Michel de Montaigne (1533-92). John Locke (1632-1704).
It may be imagined that, by this organization both Catholics and Protestants were apt to degenerate into pedantry, both in name and purpose. The schoolmaster had a great deal too much the best of it. The Latin school was tabulated and organized until every half hour of a boys time was occupied; the Jesuit school took posses-sion of the pupil body and soul. It was, therefore, to be expected that a stand should be made for common sense in the direction of practice rather than theory, of wisdom instead of learning. Montaigne has left us the most delightful utterances about education.
He says that the faults of the education of his day consist in over-estimating the intellect and rejecting morality, in exaggerating memory and depreciating useful knowledge. He recommends a tutor who should draw out the pupils own power and originality, to teach how to live well and to die well, to enforce a lesson by practice, to put the mother tongue before foreign tongues, to teach all manly exercises, to educate the perfect man. Away with force and compulsion, with severity and the rod.
John Locke, more than a hundred years afterwards, made a more powerful and systematic attack upon useless knowledge. His theory of the origin of ideas led him to assign great importance to education, while his knowledge of the operations of the human mind lends a special value to his advice.

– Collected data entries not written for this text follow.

//! GPU context management using wgpu

use std::sync::Arc;
use winit::window::Window;
use crate::core::error::Error;

/// Format used for offscreen output when there is no swap chain
pub const HEADLESS_FORMAT: wgpu::TextureFormat = wgpu::TextureFormat::Rgba8Unorm;

/// GPU rendering context
///
/// Either bound to a window surface or headless (tests, offscreen rendering).
pub struct GpuContext {
    pub instance: wgpu::Instance,
    pub adapter: wgpu::Adapter,
    pub device: wgpu::Device,
    pub queue: wgpu::Queue,
    pub surface: Option<wgpu::Surface<'static>>,
    pub config: wgpu::SurfaceConfiguration,
}

impl GpuContext {
    /// Create new GPU context from window
    pub async fn new(window: Arc<Window>) -> Result<Self, Error> {
        let instance = wgpu::Instance::new(&wgpu::InstanceDescriptor {
            backends: wgpu::Backends::PRIMARY,
            ..Default::default()
        });

        let surface = instance.create_surface(window.clone())
            .map_err(|e| Error::Gpu(e.to_string()))?;

        let adapter = instance
            .request_adapter(&wgpu::RequestAdapterOptions {
                power_preference: wgpu::PowerPreference::HighPerformance,
                compatible_surface: Some(&surface),
                force_fallback_adapter: false,
            })
            .await
            .map_err(|e| Error::Gpu(format!("No suitable adapter found: {:?}", e)))?;

        let (device, queue) = Self::request_device(&adapter).await?;

        let size = window.inner_size();
        let capabilities = surface.get_capabilities(&adapter);
        let format = capabilities.formats.first().copied()
            .ok_or_else(|| Error::Gpu("surface reports no formats".into()))?;
        let alpha_mode = capabilities.alpha_modes.first().copied()
            .unwrap_or(wgpu::CompositeAlphaMode::Auto);

        let config = wgpu::SurfaceConfiguration {
            usage: wgpu::TextureUsages::RENDER_ATTACHMENT,
            format,
            width: size.width.max(1),
            height: size.height.max(1),
            present_mode: wgpu::PresentMode::AutoVsync,
            alpha_mode,
            view_formats: vec![],
            desired_maximum_frame_latency: 2,
        };

        surface.configure(&device, &config);

        Ok(Self {
            instance,
            adapter,
            device,
            queue,
            surface: Some(surface),
            config,
        })
    }

    /// Create a context without a window
    pub async fn headless(width: u32, height: u32) -> Result<Self, Error> {
        let instance = wgpu::Instance::new(&wgpu::InstanceDescriptor {
            backends: wgpu::Backends::all(),
            ..Default::default()
        });

        let adapter = instance
            .request_adapter(&wgpu::RequestAdapterOptions {
                power_preference: wgpu::PowerPreference::default(),
                compatible_surface: None,
                force_fallback_adapter: false,
            })
            .await
            .map_err(|e| Error::Gpu(format!("No suitable adapter found: {:?}", e)))?;

        let (device, queue) = Self::request_device(&adapter).await?;

        let config = wgpu::SurfaceConfiguration {
            usage: wgpu::TextureUsages::RENDER_ATTACHMENT,
            format: HEADLESS_FORMAT,
            width: width.max(1),
            height: height.max(1),
            present_mode: wgpu::PresentMode::Fifo,
            alpha_mode: wgpu::CompositeAlphaMode::Auto,
            view_formats: vec![],
            desired_maximum_frame_latency: 2,
        };

        Ok(Self {
            instance,
            adapter,
            device,
            queue,
            surface: None,
            config,
        })
    }

    async fn request_device(adapter: &wgpu::Adapter) -> Result<(wgpu::Device, wgpu::Queue), Error> {
        let adapter_limits = adapter.limits();

        let device_desc = wgpu::DeviceDescriptor {
            label: Some("antares_device"),
            required_features: wgpu::Features::empty(),
            required_limits: wgpu::Limits {
                // The fluid solver's control kernels bind 11 storage buffers
                max_storage_buffers_per_shader_stage: adapter_limits.max_storage_buffers_per_shader_stage,
                max_storage_buffer_binding_size: adapter_limits.max_storage_buffer_binding_size,
                max_buffer_size: adapter_limits.max_buffer_size,
                ..Default::default()
            },
            memory_hints: wgpu::MemoryHints::Performance,
            experimental_features: Default::default(),
            trace: Default::default(),
        };

        let (device, queue) = adapter
            .request_device(&device_desc)
            .await
            .map_err(|e| Error::Gpu(e.to_string()))?;

        log::info!("GPU: {} ({:?})", adapter.get_info().name, adapter.get_info().backend);
        log::info!("GPU buffer limits: max_buffer_size={}MB, max_storage_binding={}MB",
            adapter_limits.max_buffer_size / 1024 / 1024,
            adapter_limits.max_storage_buffer_binding_size / 1024 / 1024);

        Ok((device, queue))
    }

    /// Resize the surface
    pub fn resize(&mut self, width: u32, height: u32) {
        if width > 0 && height > 0 {
            self.config.width = width;
            self.config.height = height;
            if let Some(surface) = &self.surface {
                surface.configure(&self.device, &self.config);
            }
        }
    }

    /// Get current surface texture for rendering
    pub fn get_current_texture(&self) -> Result<wgpu::SurfaceTexture, Error> {
        let surface = self.surface.as_ref()
            .ok_or_else(|| Error::Gpu("headless context has no surface".into()))?;
        surface
            .get_current_texture()
            .map_err(|e| Error::Gpu(e.to_string()))
    }

    /// Get surface size
    pub fn size(&self) -> (u32, u32) {
        (self.config.width, self.config.height)
    }

    /// Get surface format
    pub fn format(&self) -> wgpu::TextureFormat {
        self.config.format
    }
}

/// Headless context for GPU tests; `None` when the machine has no adapter
#[cfg(test)]
pub(crate) fn test_context() -> Option<GpuContext> {
    match pollster::block_on(GpuContext::headless(64, 64)) {
        Ok(gpu) => Some(gpu),
        Err(e) => {
            eprintln!("skipping GPU test: {e}");
            None
        }
    }
}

His treatise has received in England more attention than it deserves, partly because we have so few books written upon the subject on which he treats. Part of his advice is useless at the present day; part it would be well to follow, or at any rate to consider seriously, especially his condemnation of repetition by heart as a means of strengthening the memory, and of Latin verses and themes.
He sets before himself the production of the man, a sound mind in a sound body. His knowledge of medicine gives great value to his advice on the earliest education, although he probably exaggerates the benefits of enforced hardships. He recommends home education without harshness or severity of discipline. Emulation is to be the chief spring of action; knowledge is far less valuable than a well-trained mind. He prizes that knowledge most which fits a man for the duties of the world, speaking languages, accounts, history, law, logic, rhetoric, natural philosophy. He inculcates the importance of drawing, dancing, riding, fencing, and trades.
The part of his advice which made most impression upon his contemporaries was the teaching of reading and arithmetic by well-considered games, the discouragement of an undue compulsion and punishment, and the teaching of language without the drudgery of grammar. In these respects he has undoubtedly anticipated modern discoveries. He is a strong advocate for home education under a private tutor, and his bitterness against public schools is as vehement as that of Cowper.